What Does It Mean to Be Yourself?
We all live our lives according to a set of values and beliefs. It doesn’t matter if we are even aware of them; they’re there. People who lack self-awareness won’t know what those values and beliefs are, but those concepts are always present to steer the wheel of their ships.
On the other hand, we all have our strengths and weaknesses, representing the arsenal of tools we bring into life to fight our way through. On top of that, we add the skills that we acquire through learning to augment those strengths and defeat the weaknesses to give ourselves a better chance to win in life.
That’s all fine. To some extent, we all do that one way or another. That entire “baggage” represents a massive part of who we are. Through that, we filter our thoughts and ideas and adapt our reactions, attitudes, and behaviors.
To be yourself means taking stock of those concepts, being okay with them and accepting them, and then continuing to live your life with integrity. The latter is critical because who you are is one thing, but who you portray to the outside world could be different.
When the things inside you—values, beliefs, strengths, weaknesses, and skills—are out in the open, and you act and behave according to them, you live your life as an authentic person.
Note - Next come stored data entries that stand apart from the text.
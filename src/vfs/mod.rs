mod navigate;
mod node;
mod search;
mod snapshot;
mod tree_fs;

pub use search::Kmp;
pub use tree_fs::TreeFS;
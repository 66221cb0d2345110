#![deny(warnings)]

//! Order book and manufacturing engine for the MM pipeline.
//!
//! Intake merges incoming orders into `mm_order_master` with full-row
//! deduplication; the parity check repairs rows dropped by concurrent
//! external submission. Manufacturing ticks every in-production order one
//! month, fulfills the ones that reach zero, and schedules pending orders
//! into production subject to each location's staffing capacity.

use mm_core::{LocationCoord, MmTables, OrderRow, OrderStatus, ProductId};
use mm_econ::order_net_proceeds;
use rust_decimal::Decimal;
use serde::Serialize;
use std::collections::{BTreeMap, HashSet};
use tracing::{debug, warn};

/// An order fulfilled this month, with its realized economics. Consumed by
/// the accounting engine.
#[derive(Clone, Debug, PartialEq, Serialize)]
pub struct FulfilledOrder {
    /// Product that was manufactured.
    pub product_id: ProductId,
    /// Location that owns the product.
    pub coord: LocationCoord,
    /// Month the order was placed.
    pub order_date: u32,
    /// Recorded sale price.
    pub sale_price: Decimal,
    /// Cost of goods from the product catalog.
    pub unit_cost: Decimal,
    /// Sales tax collected on the order.
    pub sales_tax: Decimal,
    /// Net proceeds: sale price minus cost minus sales tax.
    pub net: Decimal,
}

/// Merge `incoming` into the order table, appending rows not already
/// present. Existing row order is preserved; new unique rows are appended
/// in input order. Returns the number of rows appended.
pub fn receive_orders(orders: &mut Vec<OrderRow>, incoming: &[OrderRow]) -> usize {
    let mut seen: HashSet<OrderRow> = orders.iter().cloned().collect();
    let before = orders.len();
    for row in incoming {
        if seen.insert(row.clone()) {
            orders.push(row.clone());
        }
    }
    orders.len() - before
}

/// Verify that every order submitted this month made it into the table,
/// re-inserting any found missing. Returns the number of repairs.
pub fn check_order_parity(orders: &mut Vec<OrderRow>, incoming: &[OrderRow]) -> usize {
    let present: HashSet<&OrderRow> = orders.iter().collect();
    let missing: Vec<OrderRow> = {
        let mut dedup: HashSet<&OrderRow> = HashSet::new();
        incoming
            .iter()
            .filter(|row| !present.contains(row) && dedup.insert(row))
            .cloned()
            .collect()
    };
    let repaired = missing.len();
    if repaired > 0 {
        warn!(repaired, "order parity mismatch, re-inserting dropped rows");
        orders.extend(missing);
    }
    repaired
}

/// Advance production by one month and schedule pending orders.
///
/// Runs in two passes:
/// 1. Every `InProduction(n)` order decrements; `InProduction(1)` becomes
///    `Complete`, realizing `profit = sale_price - unit_cost - sales_tax`
///    and emitting a [`FulfilledOrder`].
/// 2. Pending orders, oldest first, enter production at their product's
///    lead time while the owning location has spare capacity
///    (`staffed_headcount * orders_per_worker` concurrent orders); the
///    rest are rejected. Orders for unknown products are rejected as well.
///
/// Transitions are monotone: completed and rejected orders never change
/// again, and a newly scheduled order spends at least one full month in
/// production before it can complete.
pub fn manufacture(
    month: u32,
    tables: &mut MmTables,
    staffing: &BTreeMap<LocationCoord, u32>,
    orders_per_worker: u32,
) -> Vec<FulfilledOrder> {
    let MmTables {
        ref products,
        ref mut orders,
        ..
    } = *tables;
    let find = |id: ProductId| products.iter().find(|p| p.product_id == id);

    // Pass 1: tick in-production orders.
    let mut fulfilled = Vec::new();
    for order in orders.iter_mut() {
        let OrderStatus::InProduction(n) = order.status else {
            continue;
        };
        if n > 1 {
            order.status = OrderStatus::InProduction(n - 1);
            continue;
        }
        match find(order.product_id) {
            Some(product) => {
                let net = order_net_proceeds(order.sale_price, product.unit_cost, order.sales_tax);
                order.status = OrderStatus::Complete;
                order.profit = Some(net);
                fulfilled.push(FulfilledOrder {
                    product_id: order.product_id,
                    coord: product.coord,
                    order_date: order.order_date,
                    sale_price: order.sale_price,
                    unit_cost: product.unit_cost,
                    sales_tax: order.sales_tax,
                    net,
                });
            }
            None => {
                warn!(month, product_id = ?order.product_id, "in-production order lost its product, rejecting");
                order.status = OrderStatus::Rejected;
            }
        }
    }

    // Pass 2: schedule pending orders under the per-location cap.
    let mut in_prod: BTreeMap<LocationCoord, u32> = BTreeMap::new();
    for order in orders.iter() {
        if order.status.in_production() {
            if let Some(product) = find(order.product_id) {
                *in_prod.entry(product.coord).or_insert(0) += 1;
            }
        }
    }
    let mut pending: Vec<usize> = (0..orders.len())
        .filter(|&i| orders[i].status == OrderStatus::Pending)
        .collect();
    pending.sort_by_key(|&i| orders[i].order_date);
    for i in pending {
        let Some(product) = find(orders[i].product_id) else {
            warn!(month, product_id = ?orders[i].product_id, "order for unknown product, rejecting");
            orders[i].status = OrderStatus::Rejected;
            continue;
        };
        let cap = staffing.get(&product.coord).copied().unwrap_or(0) * orders_per_worker;
        let used = in_prod.entry(product.coord).or_insert(0);
        if *used < cap {
            *used += 1;
            orders[i].status = OrderStatus::InProduction(product.lead_time_months);
        } else {
            debug!(month, coord = ?product.coord, "production capacity exhausted, rejecting order");
            orders[i].status = OrderStatus::Rejected;
        }
    }

    fulfilled
}

#[cfg(test)]
mod tests {
    use super::*;
    use mm_core::{LocationRow, ProductRow};
    use proptest::prelude::*;

    fn coord() -> LocationCoord {
        LocationCoord::new(10, 20)
    }

    fn order(product: u64, date: u32, status: OrderStatus) -> OrderRow {
        OrderRow {
            product_id: ProductId(product),
            order_date: date,
            status,
            sale_price: Decimal::new(1000, 0),
            sales_tax: Decimal::new(60, 0),
            profit: None,
        }
    }

    fn tables(lead: u8, orders: Vec<OrderRow>) -> MmTables {
        MmTables {
            locations: vec![LocationRow {
                coord: coord(),
                balance: Decimal::ZERO,
            }],
            products: vec![ProductRow {
                product_id: ProductId(1),
                coord: coord(),
                unit_cost: Decimal::new(600, 0),
                unit_price: Decimal::new(1000, 0),
                lead_time_months: lead,
            }],
            orders,
            employees: vec![],
            books: vec![],
        }
    }

    fn staffing(workers: u32) -> BTreeMap<LocationCoord, u32> {
        let mut map = BTreeMap::new();
        map.insert(coord(), workers);
        map
    }

    #[test]
    fn intake_appends_in_input_order() {
        let mut orders = vec![order(1, 1001, OrderStatus::Pending)];
        let incoming = [
            order(1, 1002, OrderStatus::Pending),
            order(1, 1003, OrderStatus::Pending),
        ];
        assert_eq!(receive_orders(&mut orders, &incoming), 2);
        let dates: Vec<u32> = orders.iter().map(|o| o.order_date).collect();
        assert_eq!(dates, vec![1001, 1002, 1003]);
    }

    #[test]
    fn intake_drops_exact_duplicates() {
        let mut orders = vec![order(1, 1001, OrderStatus::Pending)];
        let incoming = [
            order(1, 1001, OrderStatus::Pending),
            order(1, 1002, OrderStatus::Pending),
            order(1, 1002, OrderStatus::Pending),
        ];
        assert_eq!(receive_orders(&mut orders, &incoming), 1);
        assert_eq!(orders.len(), 2);
    }

    #[test]
    fn parity_reinserts_dropped_rows() {
        let incoming = [
            order(1, 1001, OrderStatus::Pending),
            order(1, 1002, OrderStatus::Pending),
        ];
        let mut orders = Vec::new();
        receive_orders(&mut orders, &incoming);
        orders.retain(|o| o.order_date != 1002); // simulate a concurrent drop
        assert_eq!(check_order_parity(&mut orders, &incoming), 1);
        assert_eq!(orders.len(), 2);
        assert_eq!(check_order_parity(&mut orders, &incoming), 0);
    }

    #[test]
    fn production_ticks_down_one_month() {
        let mut t = tables(2, vec![order(1, 1001, OrderStatus::InProduction(3))]);
        let fulfilled = manufacture(1002, &mut t, &staffing(1), 4);
        assert!(fulfilled.is_empty());
        assert_eq!(t.orders[0].status, OrderStatus::InProduction(2));
    }

    #[test]
    fn completion_realizes_profit() {
        let mut t = tables(2, vec![order(1, 1001, OrderStatus::InProduction(1))]);
        let fulfilled = manufacture(1002, &mut t, &staffing(1), 4);
        assert_eq!(fulfilled.len(), 1);
        assert_eq!(fulfilled[0].coord, coord());
        assert_eq!(fulfilled[0].net, Decimal::new(340, 0));
        assert_eq!(t.orders[0].status, OrderStatus::Complete);
        assert_eq!(t.orders[0].profit, Some(Decimal::new(340, 0)));
    }

    #[test]
    fn scheduled_orders_wait_a_full_month() {
        // lead time 1: scheduled this call, completes on the next call
        let mut t = tables(1, vec![order(1, 1001, OrderStatus::Pending)]);
        assert!(manufacture(1001, &mut t, &staffing(1), 4).is_empty());
        assert_eq!(t.orders[0].status, OrderStatus::InProduction(1));
        let fulfilled = manufacture(1002, &mut t, &staffing(1), 4);
        assert_eq!(fulfilled.len(), 1);
    }

    #[test]
    fn capacity_rejects_overflow_oldest_first() {
        let mut t = tables(
            2,
            vec![
                order(1, 1005, OrderStatus::Pending),
                order(1, 1003, OrderStatus::Pending),
            ],
        );
        manufacture(1005, &mut t, &staffing(1), 1);
        // the older order won the single production slot
        assert_eq!(t.orders[1].status, OrderStatus::InProduction(2));
        assert_eq!(t.orders[0].status, OrderStatus::Rejected);
    }

    #[test]
    fn unstaffed_location_rejects_everything() {
        let mut t = tables(2, vec![order(1, 1001, OrderStatus::Pending)]);
        manufacture(1001, &mut t, &BTreeMap::new(), 4);
        assert_eq!(t.orders[0].status, OrderStatus::Rejected);
    }

    #[test]
    fn unknown_product_is_rejected() {
        let mut t = tables(2, vec![order(77, 1001, OrderStatus::Pending)]);
        manufacture(1001, &mut t, &staffing(1), 4);
        assert_eq!(t.orders[0].status, OrderStatus::Rejected);
    }

    fn arb_order() -> impl Strategy<Value = OrderRow> {
        (1u64..4, 1000u32..1010).prop_map(|(p, d)| order(p, d, OrderStatus::Pending))
    }

    proptest! {
        #[test]
        fn intake_is_idempotent(incoming in prop::collection::vec(arb_order(), 0..20)) {
            let mut once = Vec::new();
            receive_orders(&mut once, &incoming);
            let mut twice = Vec::new();
            receive_orders(&mut twice, &incoming);
            receive_orders(&mut twice, &incoming);
            prop_assert_eq!(once, twice);
        }

        #[test]
        fn terminal_states_are_final(months in 1u32..8) {
            let mut t = tables(2, vec![
                order(1, 1000, OrderStatus::Complete),
                order(1, 1000, OrderStatus::Rejected),
                order(1, 1000, OrderStatus::InProduction(4)),
            ]);
            for m in 0..months {
                manufacture(1001 + m, &mut t, &staffing(1), 4);
            }
            prop_assert_eq!(t.orders[0].status, OrderStatus::Complete);
            prop_assert_eq!(t.orders[1].status, OrderStatus::Rejected);
            prop_assert!(t.orders[2].status.is_terminal() || t.orders[2].status.in_production());
        }
    }
}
When you lie, hide, or fake your way through life by pretending to have different values, more strengths, fewer weaknesses, and more skills, you are not true to who you are. If you live your life in that manner, you lie to the outside world, but, most importantly, you lie to yourself.
Should You Even Bother to Be Yourself?
That begs the question about whether it’s even important to be yourself. After all, if you lie and cheat your way through life and manage to get by, why not? Aren’t success and happiness goals themselves? Shouldn’t you do everything in your power to get them, including pretending to be who you are not?
Unfortunately, faking your way through life will only get you a few steps forward, but it will erode your foundation. Over time, the house of cards will crumble.
Yes, we all resort to tiny white lies on our resumes to get a job. But how far can you get through that job without putting in the work and learning what the heck you’re supposed to do?
We all use our absolute best picture in an online profile, but how will that hold when you meet a person face to face?
Sometimes, we feel like an impostor, but how long can we fake our way through it?
It’s all a gamble. In both situations, you might come out lucky and succeed, but the period between your white lie and the result is what erodes your true self.
When you are the only person who knows the truth, the lie will give you unmatched anxiety. The worst thing about it is that you can’t even talk to anyone. After all, you’re trying to keep this all hidden.
Imagine doing that everywhere in your life—your job, spouse, parents, and kids. Soon enough, you won’t be able to manage all those personas in your mind. And even sooner than you think, YOU won’t know who you are anymore.
That new version of you won’t be able to live up to the original values or even tap into your natural strengths because you have lost yourself.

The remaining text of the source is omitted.